Scan the data for "OptionOutOfRange" and copy each matching line.
#### Entries shown ####
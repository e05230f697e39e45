use std::collections::BTreeMap;

use serde::Serialize;
use thiserror::Error;

use crate::model::{AnswerRecord, QuizQuestion, Resource, ResourceId, ResourceKind};

/// Minimum percentage for a passing result.
pub const PASS_PERCENTAGE: u32 = 70;

#[derive(Debug, Error, Clone, PartialEq, Eq)]
#[non_exhaustive]
pub enum QuizError {
    #[error("quiz has no questions")]
    Empty,

    #[error("resource {0} is not a quiz")]
    NotAQuiz(ResourceId),

    #[error("option {option} is out of range for question {question} ({options} options)")]
    OptionOutOfRange {
        question: usize,
        option: usize,
        options: usize,
    },

    #[error("quiz already submitted")]
    AlreadySubmitted,

    #[error("quiz has not been submitted")]
    NotSubmitted,

    #[error("answer every question before submitting ({answered}/{total} answered)")]
    Incomplete { answered: usize, total: usize },
}

#[derive(Debug, Clone, PartialEq, Eq)]
enum State {
    InProgress {
        current: usize,
        answers: BTreeMap<usize, usize>,
    },
    Submitted {
        score: u32,
        answers: BTreeMap<usize, usize>,
    },
}

/// One learner working through one quiz.
///
/// Navigation and answering are only possible while in progress; `submit`
/// freezes the answers and computes the score, `retry` starts over.
#[derive(Debug, Clone, PartialEq, Eq)]
pub struct QuizSession {
    quiz_id: ResourceId,
    questions: Vec<QuizQuestion>,
    xp_reward: u32,
    state: State,
}

impl QuizSession {
    /// # Errors
    ///
    /// Returns `QuizError::Empty` if `questions` is empty.
    pub fn new(
        quiz_id: ResourceId,
        questions: Vec<QuizQuestion>,
        xp_reward: u32,
    ) -> Result<Self, QuizError> {
        if questions.is_empty() {
            return Err(QuizError::Empty);
        }
        Ok(Self {
            quiz_id,
            questions,
            xp_reward,
            state: State::InProgress {
                current: 0,
                answers: BTreeMap::new(),
            },
        })
    }

    /// Start a session for a quiz resource.
    ///
    /// # Errors
    ///
    /// Returns `QuizError::NotAQuiz` for other resource kinds and
    /// `QuizError::Empty` for a quiz without questions.
    pub fn from_resource(resource: &Resource) -> Result<Self, QuizError> {
        match resource.kind() {
            ResourceKind::Quiz { questions } => {
                Self::new(resource.id(), questions.clone(), resource.xp_reward())
            }
            _ => Err(QuizError::NotAQuiz(resource.id())),
        }
    }

    #[must_use]
    pub fn quiz_id(&self) -> ResourceId {
        self.quiz_id
    }

    #[must_use]
    pub fn xp_reward(&self) -> u32 {
        self.xp_reward
    }

    #[must_use]
    pub fn questions(&self) -> &[QuizQuestion] {
        &self.questions
    }

    #[must_use]
    pub fn total(&self) -> usize {
        self.questions.len()
    }

    /// Index of the question on screen. A submitted session reports 0.
    #[must_use]
    pub fn current(&self) -> usize {
        match &self.state {
            State::InProgress { current, .. } => *current,
            State::Submitted { .. } => 0,
        }
    }

    #[must_use]
    pub fn current_question(&self) -> &QuizQuestion {
        &self.questions[self.current()]
    }

    #[must_use]
    pub fn is_submitted(&self) -> bool {
        matches!(self.state, State::Submitted { .. })
    }

    #[must_use]
    pub fn answer(&self, question: usize) -> Option<usize> {
        self.answers().get(&question).copied()
    }

    #[must_use]
    pub fn answered(&self) -> usize {
        self.answers().len()
    }

    fn answers(&self) -> &BTreeMap<usize, usize> {
        match &self.state {
            State::InProgress { answers, .. } | State::Submitted { answers, .. } => answers,
        }
    }

    /// Record (or overwrite) the answer to the current question.
    ///
    /// # Errors
    ///
    /// Returns `QuizError::AlreadySubmitted` after submission and
    /// `QuizError::OptionOutOfRange` for an invalid option index.
    pub fn select_answer(&mut self, option: usize) -> Result<(), QuizError> {
        let State::InProgress { current, answers } = &mut self.state else {
            return Err(QuizError::AlreadySubmitted);
        };
        let options = self.questions[*current].options().len();
        if option >= options {
            return Err(QuizError::OptionOutOfRange {
                question: *current,
                option,
                options,
            });
        }
        answers.insert(*current, option);
        Ok(())
    }

    /// Move by `delta` questions, clamped to the quiz bounds.
    ///
    /// # Errors
    ///
    /// Returns `QuizError::AlreadySubmitted` after submission.
    pub fn advance(&mut self, delta: isize) -> Result<usize, QuizError> {
        let target = self.current().saturating_add_signed(delta);
        self.go_to(target)
    }

    /// # Errors
    ///
    /// Returns `QuizError::AlreadySubmitted` after submission.
    pub fn next(&mut self) -> Result<usize, QuizError> {
        self.advance(1)
    }

    /// # Errors
    ///
    /// Returns `QuizError::AlreadySubmitted` after submission.
    pub fn previous(&mut self) -> Result<usize, QuizError> {
        self.advance(-1)
    }

    /// Jump straight to `index`, clamped to the last question.
    ///
    /// # Errors
    ///
    /// Returns `QuizError::AlreadySubmitted` after submission.
    pub fn go_to(&mut self, index: usize) -> Result<usize, QuizError> {
        let last = self.questions.len() - 1;
        let State::InProgress { current, .. } = &mut self.state else {
            return Err(QuizError::AlreadySubmitted);
        };
        *current = index.min(last);
        Ok(*current)
    }

    /// Score the session. Leaves the state untouched on error.
    ///
    /// # Errors
    ///
    /// Returns `QuizError::Incomplete` while any question is unanswered and
    /// `QuizError::AlreadySubmitted` if called twice.
    pub fn submit(&mut self) -> Result<QuizResult, QuizError> {
        let State::InProgress { answers, .. } = &self.state else {
            return Err(QuizError::AlreadySubmitted);
        };
        let total = self.questions.len();
        if (0..total).any(|i| !answers.contains_key(&i)) {
            return Err(QuizError::Incomplete {
                answered: answers.len(),
                total,
            });
        }

        let answers = answers.clone();
        let score = self
            .questions
            .iter()
            .enumerate()
            .filter(|(i, q)| answers.get(i).is_some_and(|a| q.is_correct(*a)))
            .count();
        self.state = State::Submitted {
            score: u32::try_from(score).unwrap_or(u32::MAX),
            answers,
        };
        self.result().ok_or(QuizError::NotSubmitted)
    }

    /// Discard the submission and start again from the first question.
    ///
    /// # Errors
    ///
    /// Returns `QuizError::NotSubmitted` while still in progress.
    pub fn retry(&mut self) -> Result<(), QuizError> {
        if !self.is_submitted() {
            return Err(QuizError::NotSubmitted);
        }
        self.state = State::InProgress {
            current: 0,
            answers: BTreeMap::new(),
        };
        Ok(())
    }

    /// Per-question answer records, in question order.
    #[must_use]
    pub fn attempt_answers(&self) -> Vec<AnswerRecord> {
        self.answers()
            .iter()
            .map(|(&question_index, &selected_answer)| AnswerRecord {
                question_index,
                selected_answer,
                correct: self
                    .questions
                    .get(question_index)
                    .is_some_and(|q| q.is_correct(selected_answer)),
            })
            .collect()
    }

    /// The scored view; `None` until submitted.
    #[must_use]
    pub fn result(&self) -> Option<QuizResult> {
        let State::Submitted { score, answers } = &self.state else {
            return None;
        };
        let total = self.questions.len();
        let review = self
            .questions
            .iter()
            .enumerate()
            .map(|(i, q)| QuestionReview {
                question: q.question().to_string(),
                selected: answers.get(&i).copied(),
                correct_answer: q.correct_answer(),
                explanation: q.explanation().to_string(),
            })
            .collect();
        Some(QuizResult::new(*score, u32::try_from(total).unwrap_or(u32::MAX), review))
    }
}

#[derive(Debug, Clone, PartialEq, Eq, Serialize)]
pub struct QuestionReview {
    pub question: String,
    pub selected: Option<usize>,
    pub correct_answer: usize,
    pub explanation: String,
}

impl QuestionReview {
    #[must_use]
    pub fn is_correct(&self) -> bool {
        self.selected == Some(self.correct_answer)
    }
}

#[derive(Debug, Clone, PartialEq, Eq, Serialize)]
pub struct QuizResult {
    pub score: u32,
    pub total: u32,
    pub percentage: u32,
    pub passed: bool,
    pub review: Vec<QuestionReview>,
}

impl QuizResult {
    fn new(score: u32, total: u32, review: Vec<QuestionReview>) -> Self {
        let percentage = percentage(score, total);
        Self {
            score,
            total,
            percentage,
            passed: percentage >= PASS_PERCENTAGE,
            review,
        }
    }
}

/// `score / total` as a percentage, rounded half up.
#[must_use]
pub fn percentage(score: u32, total: u32) -> u32 {
    if total == 0 {
        return 0;
    }
    (score * 200 + total) / (2 * total)
}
####
◆ Response to the task
    OptionOutOfRange {
    /// `QuizError::OptionOutOfRange` for an invalid option index.
            return Err(QuizError::OptionOutOfRange {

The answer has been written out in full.